ICD 813 Lecture 1 p.1

Integrated Circuit Design 813 Stellenbosch University – Dept. E&E Engineering

2013

Course contents Lecture 1: GHz digital electronics: RSFQ logic family Introduction to fast digital logic families, superconductive (Josephson) logic circuits, the RSFQ logic family, JSIM simulations. Lecture 2: RSFQ basic cell libraries and simulation Effective simulation of digital circuits at electrical level: functionality, yield, noise, BER. RSFQ cells with Spice (JSIM) and including noise (JSIM_n), introduction to cell libraries of Stony Brook / Stellenbosch and FLUXONICS (IPHT Jena).

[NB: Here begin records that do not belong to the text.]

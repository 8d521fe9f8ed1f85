//! Account directory: registration, authentication and guardianship lookups.

use rusqlite::{params, Connection, Row};

use crate::credentials::{hash_password, verify_password};
use crate::defaults::MessengerConfig;
use crate::error::{MessengerError, MessengerResult};
use crate::storage::helpers::{
    column, is_unique_violation, map_db_err, parse_column, query_all, query_optional,
    to_i64, to_u64,
};
use crate::types::{Account, AccountId, NewAccountRole, Role};

const ACCOUNT_COLUMNS: &str = "id, username, role, guardian_id";

pub(crate) fn map_account(row: &Row<'_>) -> MessengerResult<Account> {
    let role: String = column(row, 2)?;
    let guardian_id: Option<i64> = column(row, 3)?;
    Ok(Account {
        id: to_u64(column(row, 0)?, "account id")?,
        username: column(row, 1)?,
        role: parse_column(&role, "role")?,
        guardian_id: guardian_id
            .map(|id| to_u64(id, "guardian id"))
            .transpose()?,
    })
}

/// Usernames are non-empty ASCII letters, digits and underscores.
pub(crate) fn validate_username(username: &str) -> MessengerResult<()> {
    let valid = !username.is_empty()
        && username
            .chars()
            .all(|c| c.is_ascii_alphanumeric() || c == '_');
    if valid {
        Ok(())
    } else {
        Err(MessengerError::InvalidUsername)
    }
}

pub(crate) fn validate_password(
    config: &MessengerConfig,
    password: &str,
) -> MessengerResult<()> {
    let length = password.chars().count();
    if u32::try_from(length).unwrap_or(u32::MAX) >= config.min_password_length {
        Ok(())
    } else {
        Err(MessengerError::WeakPassword {
            min_length: config.min_password_length,
        })
    }
}

/// Registers a parent, or a child supervised by an existing parent.
pub(crate) fn register(
    conn: &Connection,
    config: &MessengerConfig,
    username: &str,
    password: &str,
    role: &NewAccountRole,
) -> MessengerResult<Account> {
    validate_username(username)?;
    validate_password(config, password)?;
    match role {
        NewAccountRole::Parent => insert_account(conn, username, password, Role::Parent, None),
        NewAccountRole::Child { guardian_username } => {
            let guardian = find_by_username(conn, guardian_username)?
                .filter(Account::is_parent)
                .ok_or(MessengerError::UnknownGuardian)?;
            insert_account(conn, username, password, Role::Child, Some(guardian.id))
        }
    }
}

/// Creates a child account supervised by `guardian`.
pub(crate) fn create_child_account(
    conn: &Connection,
    config: &MessengerConfig,
    guardian: &Account,
    username: &str,
    password: &str,
) -> MessengerResult<Account> {
    if !guardian.is_parent() {
        return Err(MessengerError::Forbidden);
    }
    validate_username(username)?;
    validate_password(config, password)?;
    insert_account(conn, username, password, Role::Child, Some(guardian.id))
}

/// Checks `password` against the stored digest for `username`.
///
/// Unknown usernames and wrong passwords are indistinguishable.
pub(crate) fn authenticate(
    conn: &Connection,
    username: &str,
    password: &str,
) -> MessengerResult<Account> {
    let stored = query_optional(
        conn,
        &format!("SELECT {ACCOUNT_COLUMNS}, password_hash FROM accounts WHERE username = ?1"),
        params![username],
        |row| {
            let digest: String = column(row, 4)?;
            Ok((map_account(row)?, digest))
        },
    )?;
    match stored {
        Some((account, digest)) if verify_password(password, &digest) => Ok(account),
        _ => Err(MessengerError::InvalidCredentials),
    }
}

/// Lists the children supervised by `parent_id`, oldest first.
pub(crate) fn list_children_of(
    conn: &Connection,
    parent_id: AccountId,
) -> MessengerResult<Vec<Account>> {
    query_all(
        conn,
        &format!("SELECT {ACCOUNT_COLUMNS} FROM accounts WHERE guardian_id = ?1 ORDER BY id"),
        params![to_i64(parent_id, "parent id")?],
        map_account,
    )
}

pub(crate) fn find_by_username(
    conn: &Connection,
    username: &str,
) -> MessengerResult<Option<Account>> {
    query_optional(
        conn,
        &format!("SELECT {ACCOUNT_COLUMNS} FROM accounts WHERE username = ?1"),
        params![username],
        map_account,
    )
}

pub(crate) fn find_by_id(
    conn: &Connection,
    id: AccountId,
) -> MessengerResult<Option<Account>> {
    query_optional(
        conn,
        &format!("SELECT {ACCOUNT_COLUMNS} FROM accounts WHERE id = ?1"),
        params![to_i64(id, "account id")?],
        map_account,
    )
}

fn insert_account(
    conn: &Connection,
    username: &str,
    password: &str,
    role: Role,
    guardian_id: Option<AccountId>,
) -> MessengerResult<Account> {
    if find_by_username(conn, username)?.is_some() {
        return Err(MessengerError::DuplicateUsername);
    }
    let guardian_i64 = guardian_id
        .map(|id| to_i64(id, "guardian id"))
        .transpose()?;
    conn.execute(
        "INSERT INTO accounts (username, password_hash, role, guardian_id)
         VALUES (?1, ?2, ?3, ?4)",
        params![username, hash_password(password), role.to_string(), guardian_i64],
    )
    .map_err(|err| {
        if is_unique_violation(&err) {
            MessengerError::DuplicateUsername
        } else {
            map_db_err(&err)
        }
    })?;
    Ok(Account {
        id: to_u64(conn.last_insert_rowid(), "account id")?,
        username: username.to_string(),
        role,
        guardian_id,
    })
}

Lecture 3: Circuit performance and optimisation Modelling circuits to calculate post-manufacture performance: margins and yield; as well as optimisation methods to improve circuit performance. Lecture 4: VLSI design flow and wafer manufacture Very Large Scale Integration circuit manufacturing. Lecture 5: IC layout: software, design rules, floor plans, methods and tricks Integrated circuit layout of RSFQ circuits for the Hypres and FLUXONICS processes, LASI as a free layout tool, design rule adherence (and where to “bend” the rules), layout tricks and the conversion of lumped-parameter circuit schematics into layouts. Quick rules for determining parameter values during layout. Lecture 6: Layout verification Reliable parameter calculation from layouts (resistance, capacitance, inductance, impedance) and extraction, InductEx as an extraction utility, identification of parasitics and layout-versus-schematic checking. Lecture 7: Packaging and testing: cryogenics included Die packaging, “design-for-test”, interface electronics, liquid helium testing, cryocoolers, thermal design, magnetic shielding. Note: The course notes are not exhaustive, as these are only used as a guideline during lectures.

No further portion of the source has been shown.